I had just endured three years of tumultuous, almost continuous, serious misfortunes. Of all shapes and sizes as it happens and of varying importance and all serving to bring me down another notch or two on the dangerous, slippery path into homelessness and helplessness in this unrelenting slide. I felt as if a malicious hand must be conducting an orchestra of malcontented musicians who were there to deliberately drown out my pleas for help. Practically, no matter how hard I tried to dig my heels in and stop the fall, nothing worked, great or small. I was confounded at every turn standing on the brink of a fatally steep precipice. Incomprehensible to me that my most determined efforts yielded little and were never enough to regain normality for any extended period.

Literally, when I thought I had no choice but to concede the battle with all those implications, my endurance ebbing away, fate or destiny stepped in and slowly but certainly placed the precise offers and opportunities right in front of me like a tray of jewellery from which I could take my pick. A benevolent god was offering me not only handholds and stepping stones towards an immediate and different trajectory but one which miraculously and exactly fulfilled my silently longed for resolution.

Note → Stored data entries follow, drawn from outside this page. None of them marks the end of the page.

//! File system watcher for live reload.
//!
//! Monitors the posts file, the assets directory and the config file, and
//! rebuilds the site when they change.
//!
//! ```text
//! ┌──────────┐    ┌──────────┐    ┌─────────────────────────────┐
//! │ notify   │───▶│ Debouncer│───▶│      handle_changes()       │
//! │ events   │    │ (300ms)  │    │                             │
//! └──────────┘    └──────────┘    │  posts  → reload + swap     │
//!                                 │  assets → rebuild           │
//!                                 │  config → restart hint      │
//!                                 └─────────────────────────────┘
//! ```
//!
//! A posts file that fails to load leaves the served store untouched.

use crate::{
    build::{load_store, write_site},
    config::SiteConfig,
    log,
    logger::WatchStatus,
    serve::SharedStore,
};
use anyhow::{Context, Result};
use notify::{Event, EventKind, RecursiveMode, Watcher};
use rustc_hash::FxHashSet;
use std::{
    path::{Path, PathBuf},
    sync::{
        Arc,
        mpsc::{self, RecvTimeoutError},
    },
    time::{Duration, Instant},
};

const DEBOUNCE_MS: u64 = 300;

/// What a changed path belongs to.
#[derive(Debug, Clone, Copy, PartialEq, Eq)]
enum FileCategory {
    Content,
    Asset,
    Config,
    Unknown,
}

fn categorize_path(path: &Path, config: &SiteConfig) -> FileCategory {
    if path == config.build.content || Some(path) == config.build.content.parent() {
        FileCategory::Content
    } else if path == config.config_path {
        FileCategory::Config
    } else if path.starts_with(&config.build.assets) {
        FileCategory::Asset
    } else {
        FileCategory::Unknown
    }
}

/// Check if path is a temp/backup file (editor artifacts).
fn is_temp_file(path: &Path) -> bool {
    let name = path.file_name().and_then(|n| n.to_str()).unwrap_or("");
    let ext = path.extension().and_then(|e| e.to_str()).unwrap_or("");

    matches!(ext, "bck" | "bak" | "backup" | "swp" | "swo" | "tmp")
        || name.ends_with('~')
        || name.starts_with('.')
}

// =============================================================================
// Debounce State
// =============================================================================

/// Batches rapid file events into one rebuild.
struct Debouncer {
    pending: FxHashSet<PathBuf>,
    last_event: Option<Instant>,
}

impl Debouncer {
    fn new() -> Self {
        Self {
            pending: FxHashSet::default(),
            last_event: None,
        }
    }

    fn add(&mut self, paths: impl IntoIterator<Item = PathBuf>) {
        for path in paths {
            if !is_temp_file(&path) {
                self.pending.insert(path);
            }
        }
        self.last_event = Some(Instant::now());
    }

    fn ready(&self) -> bool {
        !self.pending.is_empty()
            && self
                .last_event
                .is_some_and(|t| t.elapsed() >= Duration::from_millis(DEBOUNCE_MS))
    }

    fn take(&mut self) -> Vec<PathBuf> {
        self.last_event = None;
        self.pending.drain().collect()
    }

    fn timeout(&self) -> Duration {
        if self.pending.is_empty() {
            Duration::from_secs(60)
        } else {
            Duration::from_millis(DEBOUNCE_MS)
        }
    }
}

// =============================================================================
// Event Handler
// =============================================================================

/// Apply a batch of changed paths. Returns true when the site was rebuilt.
fn handle_changes(
    paths: &[PathBuf],
    config: &SiteConfig,
    store: &SharedStore,
    status: &mut WatchStatus,
) -> bool {
    let mut content_changed = false;
    let mut assets_changed = false;
    let mut config_changed = false;

    for path in paths {
        match categorize_path(path, config) {
            FileCategory::Content => content_changed = true,
            FileCategory::Asset => assets_changed = true,
            FileCategory::Config => config_changed = true,
            FileCategory::Unknown => {}
        }
    }

    if config_changed {
        log!("watch"; "{} changed, restart `pmc serve` to apply", config.config_path.display());
    }

    if content_changed {
        match load_store(config) {
            Ok(fresh) => store.store(Arc::new(fresh)),
            Err(e) => {
                status.error("posts reload failed, keeping previous posts", &format!("{e:#}"));
                return false;
            }
        }
    } else if !assets_changed && !config_changed {
        return false;
    }

    let current = store.load();
    match write_site(config, &current) {
        Ok(()) => {
            status.success(&format!("rebuilt, {} posts", current.len()));
            true
        }
        Err(e) => {
            status.error("rebuild failed", &format!("{e:#}"));
            false
        }
    }
}

// =============================================================================
// Watcher Setup
// =============================================================================

/// Directory watched for the posts file.
///
/// Editors often replace the file, so its parent is watched. Until that
/// directory exists, the site root is watched for it instead.
fn content_watch_dir(config: &SiteConfig) -> &Path {
    match config.build.content.parent() {
        Some(dir) if dir.exists() => dir,
        _ => config.get_root(),
    }
}

/// Returns the directory watched for the posts file.
fn setup_watchers(watcher: &mut impl Watcher, config: &SiteConfig) -> Result<PathBuf> {
    let build = &config.build;
    let content_dir = content_watch_dir(config);
    let targets = [
        (content_dir, RecursiveMode::NonRecursive),
        (build.assets.as_path(), RecursiveMode::Recursive),
        (config.config_path.as_path(), RecursiveMode::NonRecursive),
    ];

    for (path, mode) in targets {
        if path.exists() {
            watcher
                .watch(path, mode)
                .with_context(|| format!("Failed to watch {}", path.display()))?;
        }
    }

    if Some(content_dir) == build.content.parent() {
        log!("watch"; "{}", build.content.display());
    } else {
        log!(
            "watch";
            "{} does not exist yet, watching {} for it",
            build.content.display(),
            content_dir.display()
        );
    }
    Ok(content_dir.to_path_buf())
}

/// Start watching the posts directory once it has been created.
fn attach_content_dir(
    watcher: &mut impl Watcher,
    config: &SiteConfig,
    watched: &mut PathBuf,
) -> Result<()> {
    let dir = content_watch_dir(config);
    if dir != watched.as_path() {
        watcher
            .watch(dir, RecursiveMode::NonRecursive)
            .with_context(|| format!("Failed to watch {}", dir.display()))?;
        log!("watch"; "{}", config.build.content.display());
        *watched = dir.to_path_buf();
    }
    Ok(())
}

const fn is_relevant(event: &Event) -> bool {
    matches!(
        event.kind,
        EventKind::Modify(_) | EventKind::Create(_) | EventKind::Remove(_)
    )
}

/// Start blocking file watcher with debouncing and live rebuild.
pub fn watch_for_changes_blocking(config: &'static SiteConfig, store: &SharedStore) -> Result<()> {
    let (tx, rx) = mpsc::channel();
    let mut watcher = notify::recommended_watcher(tx).context("Failed to create file watcher")?;
    let mut content_dir = setup_watchers(&mut watcher, config)?;

    let mut debouncer = Debouncer::new();
    let mut status = WatchStatus::new();

    loop {
        match rx.recv_timeout(debouncer.timeout()) {
            Ok(Ok(event)) if is_relevant(&event) => debouncer.add(event.paths),
            Ok(Err(e)) => log!("watch"; "error: {e}"),
            Err(RecvTimeoutError::Timeout) if debouncer.ready() => {
                if let Err(e) = attach_content_dir(&mut watcher, config, &mut content_dir) {
                    log!("watch"; "{e}");
                }
                handle_changes(&debouncer.take(), config, store, &mut status);
            }
            Err(RecvTimeoutError::Disconnected) => break,
            _ => {}
        }
    }

    Ok(())
}

#[cfg(test)]
mod tests {
    use super::*;
    use crate::content::ContentStore;
    use arc_swap::ArcSwap;
    use std::fs;
    use tempfile::TempDir;

    fn test_config(dir: &TempDir) -> SiteConfig {
        let mut config = SiteConfig::default();
        config.config_path = dir.path().join("site.toml");
        config.build.content = dir.path().join("content/posts.toml");
        config.build.assets = dir.path().join("assets");
        config.build.output = dir.path().join("public");
        config.build.minify = false;
        fs::create_dir_all(dir.path().join("content")).unwrap();
        config
    }

    fn shared(store: ContentStore) -> SharedStore {
        Arc::new(ArcSwap::from_pointee(store))
    }

    const ONE_POST: &str = r#"
        [[posts]]
        title = "Fresh Post"
        date = "2025-09-01"
        excerpt = "new"
    "#;

    #[test]
    fn test_is_temp_file() {
        assert!(is_temp_file(Path::new("posts.toml~")));
        assert!(is_temp_file(Path::new(".posts.toml.swp")));
        assert!(is_temp_file(Path::new("posts.tmp")));
        assert!(!is_temp_file(Path::new("posts.toml")));
    }

    #[test]
    fn test_categorize_path() {
        let dir = tempfile::tempdir().unwrap();
        let config = test_config(&dir);

        assert_eq!(
            categorize_path(&config.build.content, &config),
            FileCategory::Content
        );
        assert_eq!(
            categorize_path(&config.config_path, &config),
            FileCategory::Config
        );
        assert_eq!(
            categorize_path(&config.build.assets.join("img/logo.svg"), &config),
            FileCategory::Asset
        );
        assert_eq!(
            categorize_path(&dir.path().join("content/notes.md"), &config),
            FileCategory::Unknown
        );
    }

    #[test]
    fn test_content_watch_dir_falls_back_to_root() {
        let dir = tempfile::tempdir().unwrap();
        let mut config = SiteConfig::default();
        config.set_root(dir.path());
        config.build.content = dir.path().join("content/posts.toml");

        assert_eq!(content_watch_dir(&config), dir.path());

        fs::create_dir_all(dir.path().join("content")).unwrap();
        assert_eq!(content_watch_dir(&config), dir.path().join("content"));
    }

    #[test]
    fn test_handle_changes_posts_dir_created_later() {
        let dir = tempfile::tempdir().unwrap();
        let config = test_config(&dir);
        fs::write(&config.build.content, ONE_POST).unwrap();
        let store = shared(ContentStore::builtin());

        let content_dir = dir.path().join("content");
        assert_eq!(categorize_path(&content_dir, &config), FileCategory::Content);

        let rebuilt = handle_changes(&[content_dir], &config, &store, &mut WatchStatus::new());

        assert!(rebuilt);
        assert_eq!(store.load().len(), 1);
    }

    #[test]
    fn test_debouncer_batches_and_filters() {
        let mut debouncer = Debouncer::new();
        assert!(!debouncer.ready());
        assert_eq!(debouncer.timeout(), Duration::from_secs(60));

        debouncer.add([
            PathBuf::from("/site/content/posts.toml"),
            PathBuf::from("/site/content/posts.toml"),
            PathBuf::from("/site/content/posts.toml~"),
        ]);
        assert_eq!(debouncer.timeout(), Duration::from_millis(DEBOUNCE_MS));

        debouncer.last_event = Some(Instant::now() - Duration::from_millis(DEBOUNCE_MS));
        assert!(debouncer.ready());

        let paths = debouncer.take();
        assert_eq!(paths, vec![PathBuf::from("/site/content/posts.toml")]);
        assert!(!debouncer.ready());
    }

    #[test]
    fn test_handle_changes_reloads_posts() {
        let dir = tempfile::tempdir().unwrap();
        let config = test_config(&dir);
        fs::write(&config.build.content, ONE_POST).unwrap();
        let store = shared(ContentStore::builtin());

        let rebuilt = handle_changes(
            &[config.build.content.clone()],
            &config,
            &store,
            &mut WatchStatus::new(),
        );

        assert!(rebuilt);
        assert_eq!(store.load().len(), 1);
        assert!(store.load().resolve("fresh-post").is_found());
        assert!(
            config
                .build
                .output
                .join("blog/fresh-post/index.html")
                .is_file()
        );
    }

    #[test]
    fn test_handle_changes_keeps_store_on_bad_posts() {
        let dir = tempfile::tempdir().unwrap();
        let config = test_config(&dir);
        fs::write(&config.build.content, "[[posts]]\ntitle = 3\n").unwrap();
        let store = shared(ContentStore::builtin());

        let rebuilt = handle_changes(
            &[config.build.content.clone()],
            &config,
            &store,
            &mut WatchStatus::new(),
        );

        assert!(!rebuilt);
        assert_eq!(store.load().len(), 4);
    }

    #[test]
    fn test_handle_changes_assets_rebuild_current_store() {
        let dir = tempfile::tempdir().unwrap();
        let config = test_config(&dir);
        let logo = config.build.assets.join("logo.svg");
        fs::create_dir_all(&config.build.assets).unwrap();
        fs::write(&logo, "<svg/>").unwrap();
        let store = shared(ContentStore::builtin());

        let rebuilt = handle_changes(&[logo], &config, &store, &mut WatchStatus::new());

        assert!(rebuilt);
        assert_eq!(store.load().len(), 4);
        assert!(config.build.output.join("logo.svg").is_file());
    }

    #[test]
    fn test_handle_changes_ignores_unrelated() {
        let dir = tempfile::tempdir().unwrap();
        let config = test_config(&dir);
        let store = shared(ContentStore::builtin());

        let rebuilt = handle_changes(
            &[dir.path().join("README.md")],
            &config,
            &store,
            &mut WatchStatus::new(),
        );

        assert!(!rebuilt);
        assert!(!config.build.output.exists());
    }
}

“There will be a time when you believe everything is finished. That will be the beginning”, this pertinent quote by Louis L’Amour reflected precisely where I was literally, physically and emotionally — apparently out of options or opportunities to wrestle my life back into shape. And then out of the blue, blank, blueness of an empty horizon, my sky, my world, was suddenly awash with gifts of professional work and opportune meetings with acquaintances I hadn’t seen in years. All of my stars colluding and colliding in an almost magical meteorite shower to answer my several needs and dilemmas. Solutions suddenly at my finger tips as hands reached out to help me. What was once an unrelenting nightmare to be lived daily now dissolving into dust in the daylight, disappearing as quickly as it had come. Suddenly, my universe righted itself everything slotting easily into place; a naturally exact fit, tailor-made for me alone, filling all my urgent needs and wishes.

Even though my perilous journey was clearly finished, giving me a sense of overwhelming relief as well as disbelief that it was really over, I still continued to feel slightly numb, not exactly doubting but wary, sticky vestiges of flight or fight clinging to me. But recently driving my car to accomplish a more prosaic errand than Saul’s journey, a sudden rush of exhilaration and awareness flooded my mind and body, a physical jolt of overwhelming well-being: I felt as if I had been returned to myself; as if my real personality had been missing; as if the real me — the happy, confident, optimistic, creative, energetic woman I used to be whom I thought to be long-gone — unreachable, perhaps lost forever or dead inside me — was now anchored back in place.

Simultaneously in that precipitous moment of piercing illumination I released my burdened, unidentifiable self trudging wearily through difficulties on leaden feet. Instead of a dearth of solutions my immediate horizon became a vista of unlimited, enlightened opportunities — a lake of shining dreams instead of dark puddles, appearing as an emerging reality. This was mine to embrace. This was my revelation on the road to Damascus.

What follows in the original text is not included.